_Task to complete_:
Transcribe exactly the lines from the one containing "use super::handlers;" through the last line of the listing below, inclusive, and nothing beyond them.

_Data to examine_:
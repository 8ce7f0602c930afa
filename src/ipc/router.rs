use super::handlers;
use super::types::{AppState, Request};
use crate::ipc::error::err;

pub fn handle_request(state: &mut AppState, req: Request) -> serde_json::Value {
    tracing::debug!(id = %req.id, method = %req.method, "request");

    if let Some(resp) = handlers::core::try_handle(state, &req) {
        return resp;
    }
    if let Some(resp) = handlers::classes::try_handle(state, &req) {
        return resp;
    }
    if let Some(resp) = handlers::components::try_handle(state, &req) {
        return resp;
    }
    if let Some(resp) = handlers::locks::try_handle(state, &req) {
        return resp;
    }
    if let Some(resp) = handlers::grades::try_handle(state, &req) {
        return resp;
    }
    if let Some(resp) = handlers::history::try_handle(state, &req) {
        return resp;
    }
    if let Some(resp) = handlers::settings::try_handle(state, &req) {
        return resp;
    }

    err(
        &req.id,
        "not_implemented",
        format!("unknown method: {}", req.method),
        None,
    )
}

_Your response_:
use super::handlers;
use super::types::{AppState, Request};
use crate::ipc::error::err;

pub fn handle_request(state: &mut AppState, req: Request) -> serde_json::Value {
    tracing::debug!(id = %req.id, method = %req.method, "request");

    if let Some(resp) = handlers::core::try_handle(state, &req) {
        return resp;
    }
    if let Some(resp) = handlers::classes::try_handle(state, &req) {
        return resp;
    }
    if let Some(resp) = handlers::components::try_handle(state, &req) {
        return resp;
    }
    if let Some(resp) = handlers::locks::try_handle(state, &req) {
        return resp;
    }
    if let Some(resp) = handlers::grades::try_handle(state, &req) {
        return resp;
    }
    if let Some(resp) = handlers::history::try_handle(state, &req) {
        return resp;
    }
    if let Some(resp) = handlers::settings::try_handle(state, &req) {
        return resp;
    }

    err(
        &req.id,
        "not_implemented",
        format!("unknown method: {}", req.method),
        None,
    )
}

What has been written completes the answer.